The married couple at the center of Star Trek and A Nightmare on Elm Street

The overlaps between Star Trek and A Nightmare on Elm Street are scary, but a husband and wife really connect the franchises
Members Of SAG-AFTRA And WGA Go On Strike
Members Of SAG-AFTRA And WGA Go On Strike | Albert L. Ortega/GettyImages

There’s a razor-thin line between Star Trek and A Nightmare on Elm Street. Numerous actors and other talent have crossed from one franchise into another, including a married couple, though more on them in a few moments. There’s Leslie Hoffman, who played the hall guard in the original Elm Street fright fest and worked on both Deep Space Nine and Voyager as an actor, stunt performer, and/or stunt coordinator. Mimi Craven, who portrayed Jisa in the Voyager episode “Dragon’s Teeth,” appeared as a nurse in Elm Street 1. David Andrews, who made his big-screen debut in Elm Street 1, later guest-starred as Lorian, the son of T’Pol and Trip Tucker in an episode of Enterprise.

And the list goes on and on. Makeup impresario Mark Shostrom worked on Elm Street 2 and 3, and later won an Emmy Award for the Voyager episode “Threshold,” sharing it with Michael Westmore and several fellow collaborators. Matt Craven co-starred in Wes Craven’s New Nightmare and recurred as Agent Daniels on Enterprise. Lisa Wilcox starred in two Elm Street films (4 and 5) and guested as Yuta in the Next Generation installment “The Vengeance Factor.” Scan the cast lists from Elm Street and Star Trek and even more names ring a bell: Elinor Donahue, Robert Rusler, and Craig Wasson.

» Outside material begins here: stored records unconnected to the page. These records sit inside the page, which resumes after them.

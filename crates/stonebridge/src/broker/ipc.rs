//! IPC transport for plugin subprocesses
//!
//! Length-prefixed JSON frames over the child's stdin/stdout. The frame
//! layout is a 4-byte big-endian payload length followed by the payload.

use std::process::Stdio;
use std::sync::Arc;
use std::time::Duration;

use anyhow::Result;
use serde::de::DeserializeOwned;
use serde::Serialize;
use tokio::io::{AsyncRead, AsyncReadExt, AsyncWrite, AsyncWriteExt};
use tokio::process::Command;
use tokio::sync::mpsc;
use tracing::{debug, error, info, warn};

use super::manager::Manager;
use super::process::{PluginEndpoint, PluginProcess};
use crate::config::PluginDef;
use crate::proto::{HostMessage, PluginMessage};

/// Frames stop being read past this size; a plugin writing a larger one
/// is broken or hostile.
const MAX_FRAME_LEN: usize = 8 * 1024 * 1024;

/// Writer half of a plugin channel.
pub struct FrameWriter<W> {
    inner: W,
}

impl<W: AsyncWrite + Unpin> FrameWriter<W> {
    pub fn new(inner: W) -> Self {
        Self { inner }
    }

    /// Write one message as a length-prefixed JSON frame.
    pub async fn send<T: Serialize>(&mut self, msg: &T) -> Result<()> {
        let payload = serde_json::to_vec(msg)?;
        let len = payload.len() as u32;
        self.inner.write_all(&len.to_be_bytes()).await?;
        self.inner.write_all(&payload).await?;
        self.inner.flush().await?;
        Ok(())
    }
}

/// Reader half of a plugin channel.
pub struct FrameReader<R> {
    inner: R,
}

impl<R: AsyncRead + Unpin> FrameReader<R> {
    pub fn new(inner: R) -> Self {
        Self { inner }
    }

    /// Read one frame. `Ok(None)` means the peer closed the channel.
    pub async fn recv<T: DeserializeOwned>(&mut self) -> Result<Option<T>> {
        let mut len_buf = [0u8; 4];
        match self.inner.read_exact(&mut len_buf).await {
            Ok(_) => {}
            Err(e) if e.kind() == std::io::ErrorKind::UnexpectedEof => return Ok(None),
            Err(e) => return Err(e.into()),
        }
        let len = u32::from_be_bytes(len_buf) as usize;
        if len == 0 {
            anyhow::bail!("empty frame");
        }
        if len > MAX_FRAME_LEN {
            anyhow::bail!("frame of {} bytes exceeds limit", len);
        }

        let mut payload = vec![0u8; len];
        self.inner.read_exact(&mut payload).await?;
        Ok(Some(serde_json::from_slice(&payload)?))
    }
}

/// Spawn the plugin subprocess for `def` and wire it to `process`.
///
/// Two background tasks run per plugin: a writer draining the outbound
/// queue into the child's stdin, and a reader feeding inbound messages
/// to the manager. Either side failing terminates the process.
pub(crate) fn spawn(
    manager: Arc<Manager>,
    def: &PluginDef,
    process: Arc<PluginProcess>,
    mut outbound: mpsc::UnboundedReceiver<HostMessage>,
) -> crate::types::Result<()> {
    info!(plugin = %process.id(), command = %def.command, "spawning plugin process");

    let mut child = Command::new(&def.command)
        .args(&def.args)
        .envs(&def.env)
        .stdin(Stdio::piped())
        .stdout(Stdio::piped())
        .stderr(Stdio::inherit())
        .spawn()?;

    let stdin = child
        .stdin
        .take()
        .ok_or_else(|| crate::types::Error::Other("plugin stdin unavailable".to_string()))?;
    let stdout = child
        .stdout
        .take()
        .ok_or_else(|| crate::types::Error::Other("plugin stdout unavailable".to_string()))?;

    process.mark_started();

    // Writer: drains the outbound queue. Ends when the queue sender is
    // dropped (process terminated); dropping stdin then signals the
    // plugin to exit.
    let writer_id = process.id().to_string();
    tokio::spawn(async move {
        let mut writer = FrameWriter::new(stdin);
        while let Some(msg) = outbound.recv().await {
            if let Err(e) = writer.send(&msg).await {
                warn!(plugin = %writer_id, "failed to write to plugin: {}", e);
                break;
            }
        }
        debug!(plugin = %writer_id, "outbound writer stopped");
    });

    // Reader: feeds inbound messages to the manager until EOF or error,
    // then terminates the process and reaps the child.
    let endpoint: Arc<dyn PluginEndpoint> = process.clone();
    tokio::spawn(async move {
        let mut reader = FrameReader::new(stdout);
        loop {
            match reader.recv::<PluginMessage>().await {
                Ok(Some(msg)) => manager.handle_plugin_message(&endpoint, msg).await,
                Ok(None) => {
                    info!(plugin = %endpoint.id(), "plugin closed its channel");
                    break;
                }
                Err(e) => {
                    error!(plugin = %endpoint.id(), "error reading from plugin: {}", e);
                    break;
                }
            }
        }
        endpoint.shutdown().await;

        match tokio::time::timeout(Duration::from_secs(5), child.wait()).await {
            Ok(Ok(status)) => {
                info!(plugin = %endpoint.id(), "plugin exited with status: {}", status)
            }
            Ok(Err(e)) => error!(plugin = %endpoint.id(), "error waiting for plugin: {}", e),
            Err(_) => {
                warn!(plugin = %endpoint.id(), "plugin did not exit in time, killing");
                let _ = child.kill().await;
            }
        }
    });

    Ok(())
}

#[cfg(test)]
mod tests {
    use super::*;
    use crate::proto::{EventEnvelope, EventPayload};
    use std::io::Cursor;
    use uuid::Uuid;

    #[tokio::test]
    async fn frame_roundtrip() {
        let msg = HostMessage::Event(EventEnvelope {
            event_id: 1,
            payload: EventPayload::PlayerJoin {
                player: Uuid::nil(),
                name: "alex".to_string(),
            },
        });

        let mut buf = Vec::new();
        FrameWriter::new(&mut buf).send(&msg).await.unwrap();

        let mut reader = FrameReader::new(Cursor::new(buf));
        let decoded: HostMessage = reader.recv().await.unwrap().expect("one frame");
        assert_eq!(decoded, msg);
        assert!(reader.recv::<HostMessage>().await.unwrap().is_none());
    }

    #[tokio::test]
    async fn eof_mid_frame_is_an_error() {
        // Length prefix promises 100 bytes, stream ends early.
        let mut buf = 100u32.to_be_bytes().to_vec();
        buf.extend_from_slice(b"short");
        let mut reader = FrameReader::new(Cursor::new(buf));
        assert!(reader.recv::<HostMessage>().await.is_err());
    }

    #[tokio::test]
    async fn oversized_frame_is_rejected() {
        let buf = (MAX_FRAME_LEN as u32 + 1).to_be_bytes().to_vec();
        let mut reader = FrameReader::new(Cursor::new(buf));
        assert!(reader.recv::<HostMessage>().await.is_err());
    }

    #[tokio::test]
    async fn clean_eof_yields_none() {
        let mut reader = FrameReader::new(Cursor::new(Vec::new()));
        assert!(reader.recv::<PluginMessage>().await.unwrap().is_none());
    }
}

As for the married couple? That would be Heather Langenkamp and David LeRoy Anderson. Langenkamp starred as Nancy Thompson opposite Robert Englund’s Freddy Krueger in several of the Elm Street horror films and played Moto, the Starfleet security officer with a watermelon-like head, in Star Trek Into Darkness. Anderson, via AFX Studio, the company that he and Langenkamp run together, handled makeups on Star Trek Into Darkness.

Interestingly, the family connection with Star Trek goes even deeper.

“My father-in-law, Lance Anderson, who started my husband in the business, actually worked on Star Trek IV,” Langenkamp told StarTrek.com in 2013. “One of the first jobs my husband ever had was to make the whale for that movie. Those were some of the first pictures I ever saw of my husband working with his dad. They were making this gigantic mold. They even took a wall out of the studio so they could accommodate the length of that piece. I remember thinking to myself, as a person who was brand new to the industry, ‘Wow, I had no idea how any of that was made.”

Anderson and his father worked together on The Serpent and the Rainbow, Shocker, and Pet Sematary,” as well as other films. They even shared an Oscar nomination for their makeup on Cinderella Man. “Finally, his dad started to retire and there was a void in the shop,” Langenkamp said. “I really wanted to participate and there was definitely a need in there for a person to do the books and sweep the floor at night. So, I kind of wormed my way in, and the first job in which I really became an active participant was Dawn of the Dead. We went to Canada and I was the coordinator of the shop in Toronto, where we made the film. I went really well and the film turned out great, and I really fell in love with the whole process. Since then, we’ve done a lot of movies (and television shows).”

AFX Studio’s most recent projects include several seasons of American Horror Story, The Boys in the Band (which starred Zachary Quinto, Star Trek’s current big-screen Spock), Guillermo del Toro’s Cabinet of Curiosities, and Your Monster. And Langenkamp, most recently seen in The Midnight Club, The Life of Chuck, and Plea, revealed in March that she’s co-starring in an upcoming horror-thriller called Last Chance Motel with Shane West, Danielle Harris, and Scout Taylor-Compton. Harris and Taylor-Compton co-created the story and are producing and directing the film as a tandem.